Disaster Recovery Plan¶
Our servers and databases are hosted on Amazon Web Services (AWS) and Heroku, and we follow their standard disaster recovery plan.
- Heroku’s plan for Disaster Recovery: The Heroku platform is designed for stability, scaling, and inherently mitigates common issues that lead to outages while maintaining recovery capabilities. The Heroku platform maintains redundancy to prevent single points of failure, can replace failed components, and utilizes multiple data centers designed for resiliency. In the case of an outage, the platform is deployed across multiple data centers using current system images and data is restored from backups. Heroku reviews platform issues to understand the root cause, impact to customers, and improve the platform and processes.

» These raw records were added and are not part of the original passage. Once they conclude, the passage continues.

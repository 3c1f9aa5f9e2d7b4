//! crossmorph-morph - Tiled grayscale morphology
//!
//! This crate provides grayscale erosion and dilation with a fixed
//! cross-shaped structuring element (center plus the four direct
//! neighbors), executed as repeated passes over tiled buffers:
//!
//! - Neighborhood sampling with clamp-to-self boundaries
//! - Per-tile filter kernel writing only into its own region
//! - Tile grid scheduling with size normalization
//! - Multi-pass engine with buffer ping-pong and a per-run worker pool
//! - Pass plans, including a `"e2 + d1"` sequence syntax

pub mod engine;
mod error;
pub mod neighborhood;
pub mod plan;
pub mod processor;
pub mod tile;

pub use engine::{EngineConfig, Execution, FilterEngine, MAX_WORKERS};
pub use error::{MorphError, MorphResult};
pub use neighborhood::sample_cross;
pub use plan::{FilterKind, PassPlan, PassStep};
pub use processor::process_tile;
pub use tile::{DEFAULT_TILE_SIZE, TILE_GRANULARITY, Tile, TileGrid, TileSize, TileViewMut};
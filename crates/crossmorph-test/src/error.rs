//! Error types for the test framework

use thiserror::Error;

/// Errors that can occur during regression testing
#[derive(Debug, Error)]
pub enum TestError {
    /// Failed to build a fixture buffer
    #[error("failed to build fixture: {0}")]
    Fixture(#[from] crossmorph_core::Error),

    /// Failed to write a result buffer
    #[error("failed to write buffer '{path}': {message}")]
    BufferWrite { path: String, message: String },

    /// IO error
    #[error("IO error: {0}")]
    Io(#[from] std::io::Error),
}

/// Result type for test operations
pub type TestResult<T> = Result<T, TestError>;
impl Dispatcher {
    fn new(grid: &TileGrid, config: &EngineConfig) -> MorphResult<Self> {
        if config.execution == Execution::Sequential {
            return Ok(Dispatcher::Inline);
        }
        let workers = worker_count(grid.len(), config.max_workers);
        let pool = ThreadPoolBuilder::new()
            .num_threads(workers)
            .thread_name(|i| format!("crossmorph-worker-{}", i))
            .build()
            .map_err(|e| {
                MorphError::WorkerDispatchFailure(format!(
                    "could not start {} workers: {}",
                    workers, e
                ))
            })?;
        Ok(Dispatcher::Pool { pool, workers })
    }

    fn workers(&self) -> usize {
        match self {
            Dispatcher::Inline => 1,
            Dispatcher::Pool { workers, .. } => *workers,
        }
    }

    fn run_pass<F>(
        &self,
        grid: &TileGrid,
        src: &[u8],
        dst: &mut [u8],
        kind: FilterKind,
        kernel: &F,
    ) -> MorphResult<()>
    where
        F: Fn(&[u8], Dimensions, &mut TileViewMut<'_>, FilterKind) + Sync,
    {
        let dims = grid.dimensions();
        let views = grid.split_mut(dst);

        let (pool, workers) = match self {
            Dispatcher::Inline => {
                for mut view in views {
                    kernel(src, dims, &mut view, kind);
                }
                return Ok(());
            }
            Dispatcher::Pool { pool, workers } => (pool, *workers),
        };

        let mut stripes: Vec<Vec<TileViewMut<'_>>> = (0..workers).map(|_| Vec::new()).collect();
        for (t, view) in views.into_iter().enumerate() {
            stripes[t % workers].push(view);
        }

        let completed = AtomicUsize::new(0);
        let abort = AtomicBool::new(false);
        let failure: OnceLock<String> = OnceLock::new();

        pool.scope(|s| {
            for (worker, stripe) in stripes.into_iter().enumerate() {
                let (completed, abort, failure) = (&completed, &abort, &failure);
                s.spawn(move |_| {
                    trace!(worker, tiles = stripe.len(), "worker started");
                    for mut view in stripe {
                        if abort.load(Ordering::Acquire) {
                            return;
                        }
                        let index = view.tile().index;
                        let result = panic::catch_unwind(AssertUnwindSafe(|| {
                            kernel(src, dims, &mut view, kind)
                        }));
                        match result {
                            Ok(()) => {
                                completed.fetch_add(1, Ordering::AcqRel);
                            }
                            Err(payload) => {
                                abort.store(true, Ordering::Release);
                                let _ = failure.set(format!(
                                    "tile {} failed on worker {}: {}",
                                    index,
                                    worker,
                                    panic_message(payload.as_ref())
                                ));
                                return;
                            }
                        }
                    }
                });
            }
        });

        if let Some(message) = failure.into_inner() {
            error!(kind = %kind, "{}", message);
            return Err(MorphError::WorkerDispatchFailure(message));
        }

        let done = completed.into_inner();
        if done != grid.len() {
            error!(kind = %kind, done, tiles = grid.len(), "pass incomplete");
            return Err(MorphError::WorkerDispatchFailure(format!(
                "{} of {} tiles completed",
                done,
                grid.len()
            )));
        }
        Ok(())
    }
}
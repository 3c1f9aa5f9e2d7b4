//! crossmorph - Erode and dilate raw grayscale images
//!
//! ```text
//! crossmorph pentagram_64x64.raw -e 1 -d 2
//! ```
//!
//! Writes `out_pentagram_64x64.raw` next to the input unless `-o` is given.

use anyhow::{Context, Result, anyhow};
use clap::Parser;
use std::path::PathBuf;
use std::time::Instant;
use tracing::{Level, info};
use tracing_subscriber::FmtSubscriber;

use crossmorph_core::Dimensions;
use crossmorph_io::{output_path, parse_dimensions, read_raw, write_raw};
use crossmorph_morph::{EngineConfig, Execution, FilterEngine, MAX_WORKERS, PassPlan};

#[derive(Parser, Debug)]
#[command(name = "crossmorph")]
#[command(author, version, about = "Tiled grayscale erosion and dilation of raw images", long_about = None)]
struct Cli {
    /// Input raw file, named <name>_<width>x<height>.<ext>
    input: PathBuf,

    /// Number of dilation passes (run after all erosions)
    #[arg(short = 'd', long = "dilations", default_value_t = 1)]
    dilations: u32,

    /// Number of erosion passes
    #[arg(short = 'e', long = "erosions", default_value_t = 1)]
    erosions: u32,

    /// Tile side in pixels; must be a multiple of 16, 0 selects 64
    #[arg(short = 't', long, default_value_t = 0)]
    tile_size: u32,

    /// Image width, overriding the file name
    #[arg(long, requires = "height")]
    width: Option<u32>,

    /// Image height, overriding the file name
    #[arg(long, requires = "width")]
    height: Option<u32>,

    /// Pass sequence such as "e2 + d1"; overrides -e and -d
    #[arg(short = 's', long)]
    sequence: Option<String>,

    /// Process the whole image as one tile on the main thread
    #[arg(long)]
    sequential: bool,

    /// Maximum number of worker threads
    #[arg(long, default_value_t = MAX_WORKERS)]
    max_workers: usize,

    /// Output file (default: input name prefixed with "out_")
    #[arg(short, long)]
    output: Option<PathBuf>,

    /// Verbose output
    #[arg(short, long)]
    verbose: bool,
}

impl Cli {
    fn dimensions(&self) -> Result<Dimensions> {
        let (width, height) = match (self.width, self.height) {
            (Some(w), Some(h)) => (w, h),
            _ => parse_dimensions(&self.input).ok_or_else(|| {
                anyhow!(
                    "cannot determine dimensions of '{}': file name must be in format \
                     <name>_<width>x<height>.<ext>, or pass --width and --height",
                    self.input.display()
                )
            })?,
        };
        Dimensions::new(width, height).map_err(|_| {
            anyhow!(
                "incorrect dimensions {}x{}: pixel count must be a non-zero multiple of 64",
                width,
                height
            )
        })
    }

    fn plan(&self) -> Result<PassPlan> {
        match &self.sequence {
            Some(seq) => PassPlan::parse(seq).context("invalid --sequence"),
            None => Ok(PassPlan::erode_then_dilate(self.erosions, self.dilations)),
        }
    }

    fn engine_config(&self) -> EngineConfig {
        let execution = if self.sequential {
            Execution::Sequential
        } else {
            Execution::Parallel
        };
        EngineConfig::default()
            .with_tile_size(self.tile_size)
            .with_max_workers(self.max_workers)
            .with_execution(execution)
    }

    fn output(&self) -> Result<PathBuf> {
        match &self.output {
            Some(path) => Ok(path.clone()),
            None => Ok(output_path(&self.input)?),
        }
    }
}

fn main() -> Result<()> {
    let cli = Cli::parse();
    setup_logging(cli.verbose)?;
    run(&cli)
}

fn setup_logging(verbose: bool) -> Result<()> {
    let level = if verbose { Level::DEBUG } else { Level::INFO };
    let subscriber = FmtSubscriber::builder()
        .with_max_level(level)
        .with_target(false)
        .with_writer(std::io::stderr)
        .finish();
    tracing::subscriber::set_global_default(subscriber)
        .context("setting default subscriber failed")
}

fn run(cli: &Cli) -> Result<()> {
    // All configuration is validated before the image is read.
    let dims = cli.dimensions()?;
    let plan = cli.plan()?;
    let output = cli.output()?;
    let config = cli.engine_config();

    info!("input file: {}", cli.input.display());
    info!("output file: {}", output.display());
    info!("width: {}, height: {}", dims.width(), dims.height());
    info!("passes: {}", if plan.is_empty() { "none".to_string() } else { plan.to_string() });

    let image = read_raw(&cli.input, dims)
        .with_context(|| format!("failed to read '{}'", cli.input.display()))?;

    let engine = FilterEngine::new(config);
    let start = Instant::now();
    let result = engine.run(image, &plan).context("filtering failed")?;
    info!(
        "Total latency in ms: {:.3}",
        start.elapsed().as_secs_f64() * 1e3
    );

    write_raw(&output, &result)
        .with_context(|| format!("failed to write '{}'", output.display()))?;
    info!("output saved to: {}", output.display());
    Ok(())
}
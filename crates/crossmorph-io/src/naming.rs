//! File name conventions
//!
//! Input names carry their dimensions as `<name>_<width>x<height>.<ext>`.
//! Output files are written next to the input with an `out_` prefix.

use crate::{IoError, IoResult};
use std::path::{Path, PathBuf};

/// Prefix added to the input file name to form the output name
pub const OUTPUT_PREFIX: &str = "out_";

/// Extract `(width, height)` from a file name like `pentagram_64x64.raw`.
///
/// Only the final path component is examined. The last `_<w>x<h>` group
/// that is followed by the end of the name or a `.` wins, so prefixed
/// names such as `out_pentagram_64x64.raw` parse as well. Returns `None`
/// when no such group exists or the part before it is empty.
///
/// The dimensions are not validated; see [`crossmorph_core::Dimensions`].
pub fn parse_dimensions<P: AsRef<Path>>(path: P) -> Option<(u32, u32)> {
    let name = path.as_ref().file_name()?.to_str()?;
    name.match_indices('_')
        .rev()
        .filter(|&(i, _)| i > 0)
        .find_map(|(i, _)| parse_size(&name[i + 1..]))
}

/// Parse `<w>x<h>` at the start of `s`, followed by end of string or `.`.
fn parse_size(s: &str) -> Option<(u32, u32)> {
    let (width, rest) = split_number(s)?;
    let rest = rest.strip_prefix('x')?;
    let (height, rest) = split_number(rest)?;
    if !(rest.is_empty() || rest.starts_with('.')) {
        return None;
    }
    Some((width, height))
}

fn split_number(s: &str) -> Option<(u32, &str)> {
    let digits = s.bytes().take_while(u8::is_ascii_digit).count();
    if digits == 0 {
        return None;
    }
    let value = s[..digits].parse().ok()?;
    Some((value, &s[digits..]))
}

/// Output path for `input`: same directory, file name prefixed with
/// [`OUTPUT_PREFIX`].
pub fn output_path<P: AsRef<Path>>(input: P) -> IoResult<PathBuf> {
    let input = input.as_ref();
    let name = input.file_name().ok_or_else(|| {
        IoError::InvalidName(format!("'{}' has no file name", input.display()))
    })?;
    let mut out_name = std::ffi::OsString::from(OUTPUT_PREFIX);
    out_name.push(name);
    Ok(input.with_file_name(out_name))
}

In the event of a complete loss of AWS and Heroku servers and databases, DoubleGDP will provision production servers at another cloud provider. This step could take up to 4 days. However, this would only be a scenario in case of a catastrophic failure that impacts and effectively takes down all of AWS across multiple data centers.
Data Backup Policy¶
Our databases are continuously backed up using Heroku Postgres. Heroku Postgres uses physical backups for continuous protection by persisting incremental snapshots or base backups of the file system, and write-ahead log (WAL) files to external, reliable storage. With this approach, in case of a hardware failure, we may lose up to 2 minutes’ worth of transactions.
Our backups are replicated across multiple data centers on AWS. As such, in case of a disaster, the database instance will have to be recreated and the data loaded from our current backups.
We are considering adding remote site backups, as well as hot backups to the platform in the near future. We aim to have some or all these expanded backup capabilities including more frequent backups of critical services by 2021-11-01.
Data Recovery Time¶
Generally, the Heroku platform will automatically restore the DoubleGDP application and DoubleGDP’s Postgres databases in the case of an outage. Our setup utilizes Heroku’s general set up to dynamically deploy our application within the Heroku cloud, monitor for failures, and recover failed platform components including customer applications and databases.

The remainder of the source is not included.